Two of the nation's largest banks released first-quarter results last Friday that showed significant slowdowns in their home-loan machines. J.P. Morgan Chase & Co., the largest U.S. bank by assets, said revenue in its most recent quarter fell 4 percent from the same period a year earlier.
Wells Fargo & Co., the fourth-largest bank, reported a 1.7 percent revenue drop. The performances underscore expectations for a slowing economy over perhaps the next couple of quarters.
Other economic data released Friday reinforced the worries. U.S. retail sales fell 0.4 percent, the biggest decline since last June, while consumer sentiment slipped despite expectations from economists that it would increase. The producer-price index, a measure of inflation, declined by more than expected in March, while business inventories fell short of expected increases.
Five years after the financial crisis, U.S. banks are still dealing with the hangover. The biggest institutions face numerous government and investor lawsuits over mortgage securities.
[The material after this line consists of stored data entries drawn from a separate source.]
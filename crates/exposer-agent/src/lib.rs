//! Cluster agent library: discovery of annotated services, the
//! change-driven watch, and the client loop that pushes desired state to
//! the edge server.

pub mod client;
pub mod discovery;
pub mod watcher;

pub use client::ServerClient;
pub use discovery::{discover_services, DiscoveryConfig, DiscoveryError};
pub use watcher::{OnChange, ServiceWatcher};
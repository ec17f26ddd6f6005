//! Reconnection backoff.
//!
//! The delay is derived from the attempt counter each time rather than
//! carried as mutable state: attempt `n` sleeps `initial * multiplier^n`,
//! capped at the maximum. `reset` therefore only has to zero the counter.

use std::time::Duration;

use tokio::time::sleep;
use tracing::debug;

/// Backoff policy: 1 s doubling to a 60 s cap by default.
#[derive(Debug, Clone)]
pub struct ReconnectConfig {
    pub initial_backoff: Duration,
    pub max_backoff: Duration,
    pub multiplier: f64,
}

impl Default for ReconnectConfig {
    fn default() -> Self {
        Self {
            initial_backoff: Duration::from_secs(1),
            max_backoff: Duration::from_secs(60),
            multiplier: 2.0,
        }
    }
}

/// Backoff state for a reconnecting client: a policy plus the number of
/// attempts made since the last successful connection.
pub struct Backoff {
    config: ReconnectConfig,
    attempt: u32,
}

impl Backoff {
    pub fn new(config: ReconnectConfig) -> Self {
        Self { config, attempt: 0 }
    }

    /// The delay the next [`wait`](Self::wait) will sleep for.
    pub fn next_delay(&self) -> Duration {
        let mut delay = self.config.initial_backoff;
        for _ in 0..self.attempt {
            if delay >= self.config.max_backoff {
                return self.config.max_backoff;
            }
            delay = delay.mul_f64(self.config.multiplier);
        }
        delay.min(self.config.max_backoff)
    }

    /// Count the attempt and sleep out its delay.
    pub async fn wait(&mut self) {
        let delay = self.next_delay();
        self.attempt = self.attempt.saturating_add(1);

        debug!(
            delay_ms = delay.as_millis() as u64,
            attempt = self.attempt,
            "backing off before reconnect"
        );
        sleep(delay).await;
    }

    /// Restart the sequence after a successful connection.
    pub fn reset(&mut self) {
        self.attempt = 0;
    }

    pub fn attempt(&self) -> u32 {
        self.attempt
    }
}

impl Default for Backoff {
    fn default() -> Self {
        Self::new(ReconnectConfig::default())
    }
}
//! Length-framed JSON codec for control-plane messages.
//!
//! Each frame is a 4-byte unsigned big-endian length followed by that many
//! bytes of JSON. Frames above [`MAX_FRAME_LEN`] are fatal for the
//! connection and rejected before the payload is read. Messages are
//! validated on both send and receive.

use bytes::{BufMut, BytesMut};
use thiserror::Error;
use tokio::io::{AsyncRead, AsyncReadExt, AsyncWrite, AsyncWriteExt};

use crate::service::{Message, ValidationError};

/// Maximum frame payload size: 10 MiB.
pub const MAX_FRAME_LEN: usize = 10 * 1024 * 1024;

/// Codec errors.
#[derive(Debug, Error)]
pub enum CodecError {
    #[error("frame of {0} bytes exceeds the {MAX_FRAME_LEN}-byte limit")]
    FrameTooLarge(usize),

    #[error("frame declares an empty payload")]
    EmptyFrame,

    #[error("message failed validation: {0}")]
    Invalid(#[from] ValidationError),

    #[error("malformed message payload: {0}")]
    Json(#[from] serde_json::Error),

    #[error(transparent)]
    Io(#[from] std::io::Error),
}

/// Encode and write a single message frame.
pub async fn write_message<W>(writer: &mut W, msg: &Message) -> Result<(), CodecError>
where
    W: AsyncWrite + Unpin,
{
    msg.validate()?;

    let payload = serde_json::to_vec(msg)?;
    if payload.len() > MAX_FRAME_LEN {
        return Err(CodecError::FrameTooLarge(payload.len()));
    }

    let mut buf = BytesMut::with_capacity(4 + payload.len());
    buf.put_u32(payload.len() as u32);
    buf.extend_from_slice(&payload);

    writer.write_all(&buf).await?;
    writer.flush().await?;
    Ok(())
}

/// Read and decode a single message frame.
///
/// Oversized frames fail without reading the payload; the connection must
/// be dropped afterwards since the stream is no longer in sync.
pub async fn read_message<R>(reader: &mut R) -> Result<Message, CodecError>
where
    R: AsyncRead + Unpin,
{
    let len = reader.read_u32().await? as usize;
    if len == 0 {
        return Err(CodecError::EmptyFrame);
    }
    if len > MAX_FRAME_LEN {
        return Err(CodecError::FrameTooLarge(len));
    }

    let mut payload = vec![0u8; len];
    reader.read_exact(&mut payload).await?;

    let msg: Message = serde_json::from_slice(&payload)?;
    msg.validate()?;
    Ok(msg)
}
New regulations requiring higher reserves are causing banks to miss out on billions of dollars in potential annual revenue while low interest rates crimp profit margins.
The lackluster performance from two of the industry's sturdiest banks is a troubling sign as rivals prepare to report first-quarter results in the coming weeks and could deepen concerns about how quickly banks will be able to replace income being squeezed by new regulations and the sluggish economy.
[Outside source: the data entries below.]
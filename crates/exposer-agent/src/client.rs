//! Client loop pushing desired state to the edge server.
//!
//! The loop owns one persistent connection. Heartbeats keep an idle
//! connection alive; any send error triggers reconnection with exponential
//! backoff followed by a resend of the last known full service set — the
//! agent never assumes the server remembers anything across a disconnect.

use std::time::Duration;

use tokio::sync::{mpsc, watch, Mutex};
use tracing::{debug, error, info, warn};

use exposer_proto::{Backoff, Connection, ConnectionError, ExposedService, Message};

/// Interval between heartbeats on an otherwise-idle connection.
const HEARTBEAT_INTERVAL: Duration = Duration::from_secs(30);

/// Client connection to the edge server with resync-on-reconnect.
pub struct ServerClient {
    conn: Connection,
    last_services: Mutex<Vec<ExposedService>>,
}

impl ServerClient {
    pub fn new(server_addr: impl Into<String>) -> Self {
        Self {
            conn: Connection::new(server_addr),
            last_services: Mutex::new(Vec::new()),
        }
    }

    /// Send a full desired-state snapshot, remembering it for resync.
    pub async fn send_update(&self, services: Vec<ExposedService>) -> Result<(), ConnectionError> {
        *self.last_services.lock().await = services.clone();

        info!(count = services.len(), "sending service update");
        self.conn.send(&Message::update(services)).await
    }

    pub async fn send_heartbeat(&self) -> Result<(), ConnectionError> {
        self.conn.send(&Message::heartbeat()).await?;
        debug!("heartbeat sent");
        Ok(())
    }

    /// Drive the connection: forward updates from `updates`, emit
    /// heartbeats, reconnect and resync on any failure.
    pub async fn run(
        &self,
        mut updates: mpsc::Receiver<Vec<ExposedService>>,
        mut shutdown: watch::Receiver<bool>,
    ) {
        let mut backoff = Backoff::default();

        match self.conn.connect().await {
            Ok(()) => {}
            Err(e) => {
                warn!(error = %e, "initial connection failed");
                tokio::select! {
                    _ = shutdown.changed() => return,
                    _ = self.reconnect_and_resync(&mut backoff) => {}
                }
            }
        }

        let mut heartbeat = tokio::time::interval(HEARTBEAT_INTERVAL);
        heartbeat.tick().await; // discard the immediate first tick

        loop {
            tokio::select! {
                _ = shutdown.changed() => {
                    self.conn.close().await;
                    return;
                }
                _ = heartbeat.tick() => {
                    if let Err(e) = self.send_heartbeat().await {
                        warn!(error = %e, "heartbeat failed, reconnecting");
                        tokio::select! {
                            _ = shutdown.changed() => return,
                            _ = self.reconnect_and_resync(&mut backoff) => {}
                        }
                    }
                }
                received = updates.recv() => {
                    let Some(services) = received else {
                        info!("update channel closed, stopping client");
                        self.conn.close().await;
                        return;
                    };
                    if let Err(e) = self.send_update(services).await {
                        error!(error = %e, "failed to send service update, reconnecting");
                        // The failed set was stored as last-known state, so
                        // the resync after reconnect carries it.
                        tokio::select! {
                            _ = shutdown.changed() => return,
                            _ = self.reconnect_and_resync(&mut backoff) => {}
                        }
                    }
                }
            }
        }
    }

    async fn reconnect_and_resync(&self, backoff: &mut Backoff) {
        self.conn.reconnect(backoff).await;
        backoff.reset();

        let services = self.last_services.lock().await.clone();
        if services.is_empty() {
            return;
        }

        info!(count = services.len(), "resending full service set after reconnect");
        if let Err(e) = self.conn.send(&Message::update(services)).await {
            error!(error = %e, "failed to resend services after reconnect");
        }
    }
}

#[cfg(test)]
mod tests {
    use super::*;
    use exposer_proto::{read_message, MessageKind, PortMapping, Protocol};
    use tokio::net::TcpListener;
    use tokio::time::timeout;

    fn service(subdomain: &str) -> ExposedService {
        ExposedService {
            name: subdomain.to_string(),
            namespace: "default".to_string(),
            subdomain: subdomain.to_string(),
            ports: vec![PortMapping {
                port: 80,
                target_port: 8080,
                protocol: Protocol::Tcp,
            }],
            target_ip: "10.0.0.1".to_string(),
        }
    }

    #[tokio::test]
    async fn test_update_delivered_to_server() {
        let listener = TcpListener::bind("127.0.0.1:0").await.unwrap();
        let addr = listener.local_addr().unwrap();

        let server = tokio::spawn(async move {
            let (mut stream, _) = listener.accept().await.unwrap();
            read_message(&mut stream).await.unwrap()
        });

        let client = std::sync::Arc::new(ServerClient::new(addr.to_string()));
        let (tx, rx) = mpsc::channel(10);
        let (_shutdown_tx, shutdown_rx) = watch::channel(false);

        let runner = {
            let client = client.clone();
            tokio::spawn(async move { client.run(rx, shutdown_rx).await })
        };

        tx.send(vec![service("web")]).await.unwrap();

        let received = timeout(Duration::from_secs(5), server).await.unwrap().unwrap();
        assert_eq!(received.kind, MessageKind::ServiceUpdate);
        assert_eq!(received.services.len(), 1);
        assert_eq!(received.services[0].subdomain, "web");

        drop(tx);
        let _ = timeout(Duration::from_secs(2), runner).await;
    }

    #[tokio::test]
    async fn test_full_set_resent_after_reconnect() {
        let listener = TcpListener::bind("127.0.0.1:0").await.unwrap();
        let addr = listener.local_addr().unwrap();

        // First connection: read one update, then drop the socket so the
        // client's next send fails. Second connection: collect the resync.
        let server = tokio::spawn(async move {
            let (mut stream, _) = listener.accept().await.unwrap();
            let first = read_message(&mut stream).await.unwrap();
            drop(stream);

            let (mut stream, _) = listener.accept().await.unwrap();
            let resync = read_message(&mut stream).await.unwrap();
            (first, resync)
        });

        let client = std::sync::Arc::new(ServerClient::new(addr.to_string()));
        let (tx, rx) = mpsc::channel(10);
        let (_shutdown_tx, shutdown_rx) = watch::channel(false);

        let runner = {
            let client = client.clone();
            tokio::spawn(async move { client.run(rx, shutdown_rx).await })
        };

        tx.send(vec![service("a")]).await.unwrap();
        // Give the first send time to land before pushing the set whose
        // send hits the closed socket. The first write after the peer's
        // close can still land in the kernel buffer, so push the same
        // snapshot twice; the second write observes the reset.
        tokio::time::sleep(Duration::from_millis(200)).await;
        tx.send(vec![service("a"), service("b")]).await.unwrap();
        tokio::time::sleep(Duration::from_millis(200)).await;
        tx.send(vec![service("a"), service("b")]).await.unwrap();

        let (first, resync) = timeout(Duration::from_secs(10), server)
            .await
            .unwrap()
            .unwrap();
        assert_eq!(first.services.len(), 1);
        // The resynced set is the client's latest view, not a delta.
        assert_eq!(resync.kind, MessageKind::ServiceUpdate);
        assert_eq!(resync.services.len(), 2);

        drop(tx);
        let _ = timeout(Duration::from_secs(2), runner).await;
    }
}
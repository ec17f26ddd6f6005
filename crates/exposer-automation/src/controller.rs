//! Reconciliation loop aligning HAProxy and the cloud firewall with the
//! currently registered services.
//!
//! Runs on a timer with an on-demand trigger. HAProxy failures fail the
//! cycle; firewall failures are logged only. Reconciliation is additive on
//! the proxy: mappings for domains no longer in desired state are left in
//! place to stay safe against racing external edits.

use std::collections::HashMap;
use std::future::Future;
use std::path::PathBuf;
use std::pin::Pin;
use std::sync::atomic::{AtomicU64, Ordering};
use std::sync::Arc;
use std::time::{Duration, SystemTime};

use thiserror::Error;
use tokio::sync::{mpsc, watch, Mutex};
use tracing::{debug, error, info, warn};

use exposer_proto::ExposedService;

use crate::firewall::FirewallClient;
use crate::haproxy::{BackendConfig, ConfigGenerator, HaproxyClient, HaproxyError};

/// Thunk handing the reconciler the current registered service list.
pub type ServiceSource = Arc<
    dyn Fn() -> Pin<Box<dyn Future<Output = Vec<ExposedService>> + Send>> + Send + Sync,
>;

/// Reconciler errors. Only proxy-side problems surface; the firewall is
/// best-effort.
#[derive(Debug, Error)]
pub enum ReconcileError {
    #[error("haproxy reconciliation failed: {0}")]
    Haproxy(#[from] HaproxyError),

    #[error("haproxy socket unreachable after {0} attempts")]
    StartupBudgetExhausted(u32),
}

/// Reconciler configuration.
#[derive(Debug, Clone)]
pub struct ReconcilerConfig {
    pub haproxy_socket: PathBuf,
    pub haproxy_map: PathBuf,
    pub haproxy_config: PathBuf,
    pub cert_dir: PathBuf,
    pub firewall_token: Option<String>,
    pub firewall_id: Option<String>,
    pub domain: String,
    pub interval: Duration,
    /// Grace period before the first cycle so a connecting agent can push
    /// state first.
    pub settle_delay: Duration,
    /// Startup attempts to reach the proxy admin socket.
    pub startup_attempts: u32,
}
Mortgage refinancing had been one bright spot in recent quarters. The mortgage-banking operations of U.S. banks and thrifts reported profits of $31.9 billion last year, about six times the amount notched in 2011 and the largest total in at least a decade, according to mortgage tracker Inside Mortgage Finance.
But that pace is slowing even while housing affordability remains excellent. Wells Fargo, the nation's largest home-loan provider, said income from that business declined 2.7 percent as applications for new mortgages fell. J.P. Morgan Chase, the second-largest home lender, said mortgage profits fell 31 percent.
Despite the slowdown in mortgages, both banks saw a boost in overall profit, showing how the biggest institutions can use their huge balance sheets and broad reach to make money during leaner periods. J.P. Morgan's net income rose 33 percent, to $6.53 billion, or $1.59 a share, as a jump in investment-banking income and a cut in expenses helped cushion the mortgage pullback.
Wells Fargo's profit gained 22 percent, to $5.1 billion, or 92 cents a share, as the San Francisco bank reported cost savings.